§ **Assigned task**
What is the number of lines in the listing that contain "PgSignalSource"? Give that number only.

§ **Given entries**
// ── Mower domain model ──
//
// Canonical types built from the vendor's wire models. Consumers (the
// CLI and any embedding host) depend on these, never on raw JSON.

pub mod features;
pub mod identity;
pub mod snapshot;
pub mod state;
pub mod status;

// ── Re-exports ──────────────────────────────────────────────────────

pub use features::SupportedFeatures;
pub use identity::MowerIdentity;
pub use snapshot::{Location, MowerSnapshot};
pub use state::MowerState;
pub use status::MowerStatus;
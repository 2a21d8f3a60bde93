use crate::domain::snapshot::RiskSnapshot;
use crate::storage::SnapshotStore;
use chrono::NaiveDate;
use std::collections::BTreeMap;
use std::sync::Mutex;

/// Snapshot store held in process memory, keyed exactly like the `risk_snapshots` table.
#[derive(Debug, Default)]
pub struct InMemorySnapshotStore {
    rows: Mutex<BTreeMap<(i64, NaiveDate), RiskSnapshot>>,
}

impl InMemorySnapshotStore {
    pub fn len(&self) -> usize {
        self.rows.lock().map(|r| r.len()).unwrap_or(0)
    }

    pub fn is_empty(&self) -> bool {
        self.len() == 0
    }

    fn rows(
        &self,
    ) -> anyhow::Result<std::sync::MutexGuard<'_, BTreeMap<(i64, NaiveDate), RiskSnapshot>>> {
        self.rows
            .lock()
            .map_err(|_| anyhow::anyhow!("snapshot store lock poisoned"))
    }
}

#[async_trait::async_trait]
impl SnapshotStore for InMemorySnapshotStore {
    async fn upsert(&self, snapshot: &RiskSnapshot) -> anyhow::Result<()> {
        self.rows()?
            .insert((snapshot.entity_id, snapshot.score_date), *snapshot);
        Ok(())
    }

    async fn get(
        &self,
        entity_id: i64,
        score_date: NaiveDate,
    ) -> anyhow::Result<Option<RiskSnapshot>> {
        Ok(self.rows()?.get(&(entity_id, score_date)).copied())
    }

    async fn history(
        &self,
        entity_id: i64,
        since: NaiveDate,
        until: NaiveDate,
    ) -> anyhow::Result<Vec<RiskSnapshot>> {
        if since > until {
            return Ok(Vec::new());
        }
        Ok(self
            .rows()?
            .range((entity_id, since)..=(entity_id, until))
            .map(|(_, s)| *s)
            .collect())
    }
}
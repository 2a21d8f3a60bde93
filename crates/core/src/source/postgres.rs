use crate::domain::signals::{
    ComplaintSummary, EnforcementEvent, Entity, MarketPoint, SentimentCategory, Window,
};
use crate::source::error::SourceUnavailableError;
use crate::source::SignalSource;
use anyhow::Result;
use chrono::NaiveDate;

const SOURCE_NAME: &str = "postgres";

// Out-of-domain sentiment (including NaN, which sorts above every number in Postgres) is
// excluded by the BETWEEN filters, so it counts as missing rather than skewing the mean.
const NEWS_SENTIMENT_SQL: &str = "SELECT AVG(sentiment_score) FROM signals \
     WHERE bank_id = $1 AND source = 'news' \
       AND (published_at AT TIME ZONE 'UTC')::date BETWEEN $2 AND $3 \
       AND sentiment_score BETWEEN -1 AND 1";

const FILING_SENTIMENT_SQL: &str = "SELECT AVG(sentiment_score) FROM sec_filings \
     WHERE bank_id = $1 AND filed_date BETWEEN $2 AND $3 \
       AND sentiment_score BETWEEN -1 AND 1";

const NARRATIVE_SENTIMENT_SQL: &str = "SELECT AVG(sentiment_score) FROM cfpb_complaints \
     WHERE bank_id = $1 AND date_received BETWEEN $2 AND $3 \
       AND sentiment_score BETWEEN -1 AND 1";

#[derive(Debug, Clone)]
pub struct PgSignalSource {
    pool: sqlx::PgPool,
}

impl PgSignalSource {
    pub fn new(pool: sqlx::PgPool) -> Self {
        Self { pool }
    }
}

fn unavailable(stage: &'static str) -> impl FnOnce(sqlx::Error) -> anyhow::Error {
    move |err| SourceUnavailableError::new(SOURCE_NAME, stage, err).into()
}

#[async_trait::async_trait]
impl SignalSource for PgSignalSource {
    fn source_name(&self) -> &'static str {
        SOURCE_NAME
    }

    async fn list_entities(&self) -> Result<Vec<Entity>> {
        let rows = sqlx::query_as::<_, (i64, String, String)>(
            "SELECT id, name, ticker FROM banks ORDER BY id ASC",
        )
        .persistent(false)
        .fetch_all(&self.pool)
        .await
        .map_err(unavailable("list_entities"))?;

        Ok(rows
            .into_iter()
            .map(|(id, name, ticker)| Entity { id, name, ticker })
            .collect())
    }

    async fn mean_sentiment(
        &self,
        entity_id: i64,
        category: SentimentCategory,
        window: Window,
    ) -> Result<Option<f64>> {
        let sql = match category {
            SentimentCategory::News => NEWS_SENTIMENT_SQL,
            SentimentCategory::Filing => FILING_SENTIMENT_SQL,
            SentimentCategory::ComplaintNarrative => NARRATIVE_SENTIMENT_SQL,
        };

        let avg: Option<f64> = sqlx::query_scalar(sql)
            .persistent(false)
            .bind(entity_id)
            .bind(window.start())
            .bind(window.as_of)
            .fetch_one(&self.pool)
            .await
            .map_err(unavailable("mean_sentiment"))?;

        Ok(avg)
    }

    async fn complaint_summary(&self, entity_id: i64, window: Window) -> Result<ComplaintSummary> {
        let (count, avg) = sqlx::query_as::<_, (i64, Option<f64>)>(
            "SELECT COUNT(*), AVG(sentiment_score) FILTER (WHERE sentiment_score BETWEEN -1 AND 1) \
             FROM cfpb_complaints \
             WHERE bank_id = $1 AND date_received BETWEEN $2 AND $3",
        )
        .persistent(false)
        .bind(entity_id)
        .bind(window.start())
        .bind(window.as_of)
        .fetch_one(&self.pool)
        .await
        .map_err(unavailable("complaint_summary"))?;

        Ok(ComplaintSummary {
            count: u64::try_from(count).unwrap_or(0),
            mean_narrative_sentiment: avg,
        })
    }

    async fn market_series(&self, entity_id: i64, window: Window) -> Result<Vec<MarketPoint>> {
        let rows = sqlx::query_as::<_, (NaiveDate, Option<f64>, Option<f64>)>(
            "SELECT date, close_price, volatility_30d FROM market_data \
             WHERE bank_id = $1 AND date BETWEEN $2 AND $3 \
             ORDER BY date ASC",
        )
        .persistent(false)
        .bind(entity_id)
        .bind(window.start())
        .bind(window.as_of)
        .fetch_all(&self.pool)
        .await
        .map_err(unavailable("market_series"))?;

        Ok(rows
            .into_iter()
            .map(|(date, close, volatility)| MarketPoint {
                date,
                close,
                volatility,
            })
            .collect())
    }

    async fn enforcement_events(
        &self,
        entity_id: i64,
        window: Window,
    ) -> Result<Vec<EnforcementEvent>> {
        let rows = sqlx::query_as::<_, (NaiveDate, Option<i32>)>(
            "SELECT action_date, severity FROM enforcement_actions \
             WHERE bank_id = $1 AND action_date BETWEEN $2 AND $3 \
             ORDER BY action_date ASC",
        )
        .persistent(false)
        .bind(entity_id)
        .bind(window.start())
        .bind(window.as_of)
        .fetch_all(&self.pool)
        .await
        .map_err(unavailable("enforcement_events"))?;

        Ok(rows
            .into_iter()
            .map(|(occurred_on, severity)| EnforcementEvent {
                occurred_on,
                severity,
            })
            .collect())
    }
}
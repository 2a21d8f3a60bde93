use chrono::{Days, NaiveDate};
use serde::{Deserialize, Serialize};

/// A monitored bank.
#[derive(Debug, Clone, PartialEq, Eq, Serialize, Deserialize)]
pub struct Entity {
    pub id: i64,
    pub name: String,
    pub ticker: String,
}

/// Which stream a sentiment observation came from.
#[derive(Debug, Clone, Copy, PartialEq, Eq, Hash, Serialize, Deserialize)]
#[serde(rename_all = "snake_case")]
pub enum SentimentCategory {
    News,
    Filing,
    ComplaintNarrative,
}

/// Trailing date range `[as_of - lookback_days, as_of]`, both ends inclusive.
///
/// Nothing dated after `as_of` is ever read, which keeps back-fills and concurrent runs
/// reproducible.
#[derive(Debug, Clone, Copy, PartialEq, Eq)]
pub struct Window {
    pub as_of: NaiveDate,
    pub lookback_days: u32,
}

impl Window {
    pub fn new(as_of: NaiveDate, lookback_days: u32) -> Self {
        Self {
            as_of,
            lookback_days,
        }
    }

    /// First day in the window. Saturates at the earliest representable date.
    pub fn start(&self) -> NaiveDate {
        self.as_of
            .checked_sub_days(Days::new(u64::from(self.lookback_days)))
            .unwrap_or(NaiveDate::MIN)
    }

    pub fn contains(&self, date: NaiveDate) -> bool {
        date >= self.start() && date <= self.as_of
    }

    /// Same end date, lookback scaled by `factor`.
    pub fn widened(&self, factor: u32) -> Self {
        Self::new(self.as_of, self.lookback_days.saturating_mul(factor))
    }
}

#[derive(Debug, Clone, Copy, PartialEq, Default, Serialize, Deserialize)]
pub struct ComplaintSummary {
    pub count: u64,
    pub mean_narrative_sentiment: Option<f64>,
}

#[derive(Debug, Clone, Copy, PartialEq, Serialize, Deserialize)]
pub struct MarketPoint {
    pub date: NaiveDate,
    pub close: Option<f64>,
    /// Trailing 30-day volatility, in percent.
    pub volatility: Option<f64>,
}

impl MarketPoint {
    fn usable_close(&self) -> Option<f64> {
        self.close.filter(|c| c.is_finite() && *c > 0.0)
    }
}

/// First and last usable points of a date-ordered series.
///
/// Points with a missing, non-finite or non-positive close are skipped.
pub fn market_endpoints(series: &[MarketPoint]) -> Option<(f64, f64, Option<f64>)> {
    let earliest = series.iter().find_map(MarketPoint::usable_close)?;
    let latest = series.iter().rev().find(|p| p.usable_close().is_some())?;
    let latest_close = latest.usable_close()?;
    Some((earliest, latest_close, latest.volatility))
}

#[derive(Debug, Clone, Copy, PartialEq, Eq, Serialize, Deserialize)]
pub struct EnforcementEvent {
    pub occurred_on: NaiveDate,
    /// 1..=5, higher is more severe. Sources do not always grade actions.
    pub severity: Option<i32>,
}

§ **Written response**
3